Solar energy is a great way to make your home more sustainable and reduce your electricity bills, but the cost of an entire solar power system can be overwhelming. If you’re handy with your tools, then you might be able to learn how to make a solar panel in order to cut down on some of the initial expenses.
The process is fairly straightforward, but it isn’t necessarily easy to put into practice. Unless you have previous experience with electrical work, it may take a few attempts before you are able to make your own solar panel and use the final product in an actual system. Nevertheless, this can be an amazing learning experience and science experiment, so let’s get started. (Keep in mind that you won’t be able to build a full solar power system with just a solar panel. You’ll need other components, like solar inverters and solar batteries, to make a complete system.
How to Make a Solar Panel: 4 Steps
If this is your first time looking up how to build a solar panel, you might want to ask a more experienced friend or a seasoned electrician for help. If this is not a possibility, then carefully consider the following basic steps and plan your experiment accordingly. Throughout the process, do not forget that you are working with electricity, so take all necessary precautions before carrying out any instructions.

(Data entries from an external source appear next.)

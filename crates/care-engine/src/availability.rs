//! The caregiver's availability calendar: one record per date.
//!
//! A committed declaration replaces each touched date's record wholesale;
//! records for other dates are left alone. The calendar also answers the
//! read-side questions the booking flow asks: what kind of day is this, what
//! time is still free, and which fixed-length slots can be offered.

use std::collections::BTreeMap;

use chrono::NaiveDate;
use serde::{Deserialize, Serialize};
use tracing::debug;

use crate::coverage::{free_gaps, Coverage};
use crate::declaration::{AvailabilityDeclaration, Mode};
use crate::error::{EngineError, Result};
use crate::model::{Appointment, AppointmentId, DateKey};
use crate::slot::TimeSlot;

/// What the caregiver declared for a single date.
#[derive(Debug, Clone, PartialEq, Eq, Serialize, Deserialize)]
pub struct AvailabilityRecord {
    pub date: NaiveDate,
    pub mode: Mode,
    pub is_full_day: bool,
    pub time_slots: Vec<TimeSlot>,
}

impl AvailabilityRecord {
    /// The record a declaration writes for `date`. Busy days and full days
    /// keep no slots.
    pub fn from_declaration(decl: &AvailabilityDeclaration, date: NaiveDate) -> Self {
        match decl.mode {
            Mode::Busy => Self {
                date,
                mode: Mode::Busy,
                is_full_day: true,
                time_slots: Vec::new(),
            },
            Mode::Available => Self {
                date,
                mode: Mode::Available,
                is_full_day: decl.is_full_day,
                time_slots: if decl.is_full_day {
                    Vec::new()
                } else {
                    decl.time_slots.clone()
                },
            },
        }
    }

    /// Free time on this date; a busy day has none.
    pub fn coverage(&self) -> Coverage {
        match self.mode {
            Mode::Busy => Coverage::Slots(Vec::new()),
            Mode::Available => Coverage::new(self.is_full_day, &self.time_slots),
        }
    }
}

/// Calendar-cell view of a date.
#[derive(Debug, Clone, Copy, PartialEq, Eq, Serialize)]
#[serde(rename_all = "snake_case")]
pub enum DaySummary {
    /// Nothing declared; treated as unavailable.
    Unset,
    Busy,
    FullDay,
    Partial,
}

/// A fixed-length slot offered to the booking flow.
#[derive(Debug, Clone, PartialEq, Eq, Serialize)]
pub struct BookableSlot {
    pub slot: TimeSlot,
    pub available: bool,
    /// First live appointment overlapping the slot, if any.
    pub blocked_by: Option<AppointmentId>,
}

/// How a commit changed the calendar.
#[derive(Debug, Clone, Copy, Default, PartialEq, Eq)]
pub struct CommitStats {
    pub added: usize,
    pub replaced: usize,
}

#[derive(Debug, Clone, Default)]
pub struct AvailabilityCalendar {
    records: BTreeMap<DateKey, AvailabilityRecord>,
}

impl AvailabilityCalendar {
    pub fn new() -> Self {
        Self::default()
    }

    /// Write one record per date, replacing any existing record for that date.
    pub fn commit(&mut self, decl: &AvailabilityDeclaration, dates: &[NaiveDate]) -> CommitStats {
        let mut stats = CommitStats::default();
        for date in dates {
            let record = AvailabilityRecord::from_declaration(decl, *date);
            match self.records.insert(DateKey::from(*date), record) {
                Some(_) => stats.replaced += 1,
                None => stats.added += 1,
            }
        }
        debug!(
            "Committed availability: {} added, {} replaced",
            stats.added, stats.replaced
        );
        stats
    }

    pub fn get(&self, date: NaiveDate) -> Option<&AvailabilityRecord> {
        self.records.get(&DateKey::from(date))
    }

    pub fn len(&self) -> usize {
        self.records.len()
    }

    pub fn is_empty(&self) -> bool {
        self.records.is_empty()
    }

    /// Records dated within `[from, to]`, ascending.
    pub fn records_between(&self, from: NaiveDate, to: NaiveDate) -> Vec<&AvailabilityRecord> {
        self.records
            .range(DateKey::from(from)..=DateKey::from(to))
            .map(|(_, record)| record)
            .collect()
    }

    pub fn summary(&self, date: NaiveDate) -> DaySummary {
        match self.get(date) {
            None => DaySummary::Unset,
            Some(record) => match (record.mode, record.is_full_day) {
                (Mode::Busy, _) => DaySummary::Busy,
                (Mode::Available, true) => DaySummary::FullDay,
                (Mode::Available, false) => DaySummary::Partial,
            },
        }
    }

    /// Declared free ranges on `date` minus time taken by live appointments.
    pub fn free_time<'a>(
        &self,
        date: NaiveDate,
        appointments: impl IntoIterator<Item = &'a Appointment>,
    ) -> Vec<TimeSlot> {
        let Some(record) = self.get(date) else {
            return Vec::new();
        };
        let busy: Vec<TimeSlot> = live_on(date, appointments)
            .map(|appt| appt.time_range)
            .collect();

        record
            .coverage()
            .ranges()
            .iter()
            .flat_map(|range| free_gaps(range, &busy))
            .collect()
    }

    /// Cut each declared free range on `date` into `slot_minutes` pieces and
    /// flag the ones that overlap a live appointment.
    ///
    /// # Errors
    /// Returns `EngineError::InvalidTime` if `slot_minutes` is zero.
    pub fn available_slots<'a>(
        &self,
        date: NaiveDate,
        slot_minutes: u16,
        appointments: impl IntoIterator<Item = &'a Appointment>,
    ) -> Result<Vec<BookableSlot>> {
        if slot_minutes == 0 {
            return Err(EngineError::InvalidTime(
                "slot length must be positive".to_string(),
            ));
        }
        let Some(record) = self.get(date) else {
            return Ok(Vec::new());
        };
        let live: Vec<&Appointment> = live_on(date, appointments).collect();

        let mut slots = Vec::new();
        for range in record.coverage().ranges() {
            let mut cursor = range.start();
            while u32::from(cursor) + u32::from(slot_minutes) <= u32::from(range.end()) {
                let slot = TimeSlot::new(cursor, cursor + slot_minutes)?;
                let blocked_by = live
                    .iter()
                    .find(|appt| appt.time_range.overlaps(&slot))
                    .map(|appt| appt.id.clone());
                slots.push(BookableSlot {
                    slot,
                    available: blocked_by.is_none(),
                    blocked_by,
                });
                cursor += slot_minutes;
            }
        }
        Ok(slots)
    }
}

fn live_on<'a>(
    date: NaiveDate,
    appointments: impl IntoIterator<Item = &'a Appointment>,
) -> impl Iterator<Item = &'a Appointment> {
    appointments
        .into_iter()
        .filter(move |appt| appt.date == date && !appt.status.is_terminal())
}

Step 1: Getting your equipment ready
To build a solar panel from scratch, you’ll need the following materials and equipment:
- Solar power cells (Click here to learn how to make a solar power cell)
- A backing board
- Tabbing wire
- A diode
- Soldering lead and a soldering gun
- A flux pen
- Glue and silicone
- A saw and protective glasses
- A multimeter that measures amperage and voltage
- Pencil and ruler
Perhaps the most important of the above are, of course, the solar PV (or photovoltaic) cells, which you can purchase from most online retailers, as well as some local hardware stores. You’ll find that there are a variety of solar cells to choose from when you learn how to make a solar panel. Good options are PV cells made in the US, China, and Japan, though not all manufacturers will offer the same guarantees for their products.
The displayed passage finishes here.